5 Mobile Games Creatives with CTR over 50% and What is QCTR?

This week we introduced an exciting feature to AdIntel. We are calling it QCTR and we will tell you all about it in a second. This made us look more than closely on ads with very high CTR and so this post will highlight 5 of them.

1 – Dragon City by SocialPoint

An ad for this game is holding the top spot in the CTR ranks. When we look at the advertiser breakdown we can see the CTR per creative type.

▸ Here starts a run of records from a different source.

//! Store wrapper that simulates eventual consistency

use async_trait::async_trait;
use mlbatch_config::StoreConfig;
use std::path::{Path, PathBuf};
use std::sync::atomic::{AtomicU32, Ordering};
use std::sync::Arc;

use crate::error::StorageResult;
use crate::kv::KvStore;

/// Wraps a store and hides values from the next `n` reads
///
/// Writes pass through untouched, so a value becomes visible once the
/// configured number of misses has been served.
pub struct FlakyKvStore {
    inner: Arc<dyn KvStore>,
    misses_left: AtomicU32,
    reads: AtomicU32,
}

impl FlakyKvStore {
    pub fn new(inner: Arc<dyn KvStore>, misses: u32) -> Self {
        Self {
            inner,
            misses_left: AtomicU32::new(misses),
            reads: AtomicU32::new(0),
        }
    }

    /// Make the next `misses` reads come back empty
    pub fn miss_next(&self, misses: u32) {
        self.misses_left.store(misses, Ordering::SeqCst);
    }

    /// Total reads served
    pub fn reads(&self) -> u32 {
        self.reads.load(Ordering::SeqCst)
    }
}

#[async_trait]
impl KvStore for FlakyKvStore {
    async fn get_value(&self, key: &str, subkey: Option<&str>) -> StorageResult<Option<String>> {
        self.reads.fetch_add(1, Ordering::SeqCst);
        let missed = self
            .misses_left
            .fetch_update(Ordering::SeqCst, Ordering::SeqCst, |n| n.checked_sub(1))
            .is_ok();
        if missed {
            return Ok(None);
        }
        self.inner.get_value(key, subkey).await
    }

    async fn set_value(&self, key: &str, subkey: Option<&str>, value: &str) -> StorageResult<()> {
        self.inner.set_value(key, subkey, value).await
    }

    async fn delete_value(&self, key: &str, subkey: Option<&str>) -> StorageResult<()> {
        self.inner.delete_value(key, subkey).await
    }

    async fn list_subkeys(&self, key: &str) -> StorageResult<Vec<String>> {
        self.inner.list_subkeys(key).await
    }

    async fn save_file(&self, path: &Path) -> StorageResult<String> {
        self.inner.save_file(path).await
    }

    async fn realize_file(&self, path: &str) -> StorageResult<Option<PathBuf>> {
        self.inner.realize_file(path).await
    }

    fn locator(&self) -> Option<StoreConfig> {
        self.inner.locator()
    }
}
use anyhow::{Context, Result};
use mlbatch_config::{MlbatchConfig, StoreConfig};
use mlbatch_core::BatchOptions;
use mlbatch_execution::BatchOrchestrator;
use tracing::info;

use super::{open_status_store, read_jobs};
use crate::cli::WorkerArgs;

/// Pull and run jobs until the shared work index is exhausted
pub async fn run_worker(args: WorkerArgs, mut config: MlbatchConfig) -> Result<()> {
    let store_config = StoreConfig::from_yaml_file(&args.store_config)
        .with_context(|| format!("Failed to load store config {:?}", args.store_config))?;
    let store = open_status_store(&store_config)?;
    let jobs = read_jobs(&args.jobs)?;

    if let Some(key) = args.job_cache_key {
        config.execution.job_cache_key = key;
    }
    config.store = store_config;

    let worker = format!("worker-{}", std::process::id());
    info!("Cluster worker {} starting on {} jobs", worker, jobs.len());

    let mut options = BatchOptions::new(worker)
        .with_index_file(args.index_file)
        .with_result_key(args.result_key);
    options.status_key = args.status_key;
    options.halt_key = args.halt_key;

    BatchOrchestrator::new(store, config)
        .run(jobs, &options)
        .await?;
    Ok(())
}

AdIntel screenshot - creative type performance for Dragon city
Screenshot from AdIntel dashboard – CTR and QCTR by creative type

55.4% CTR on average for rewarded videos is a very high number but actually the ad that has the highest CTR among all ads is this playable ad

Playable ad screenshot - 2 dragons about to breed
click to Play

You might have noticed that this ad will automatically redirect you to the store if you don’t do anything for about 15 seconds or if you click on anything. Not surprisingly the CTR is close to 100%. This has very little to do with ad quality and serves as a good demonstration of how weak of a KPI is CTR.

This is why we created QCTR:


QCTR is the ratio of qualified clicks to impressions where qualified clicks are clicks in which the user didn’t regret the click right away and stayed in the click destination for longer than 5 seconds before coming back.


So when we look at the QCTR for this particular ad in AdIntel we can see that 37.4% of the users not only get to the App-Store page but actually stay there more than 5 seconds.

Playable ads breakdown for Dragon city. One of these ads has QCTR of 37.4%.
AdIntel screenshot – Playable ads, performance and budget share

2 – Perfect Ironing by Playgendary

CTR of 84.5% is not something you see with see every day. Perfect Ironing does it and even makes 33.9% stick and become qualified clicks.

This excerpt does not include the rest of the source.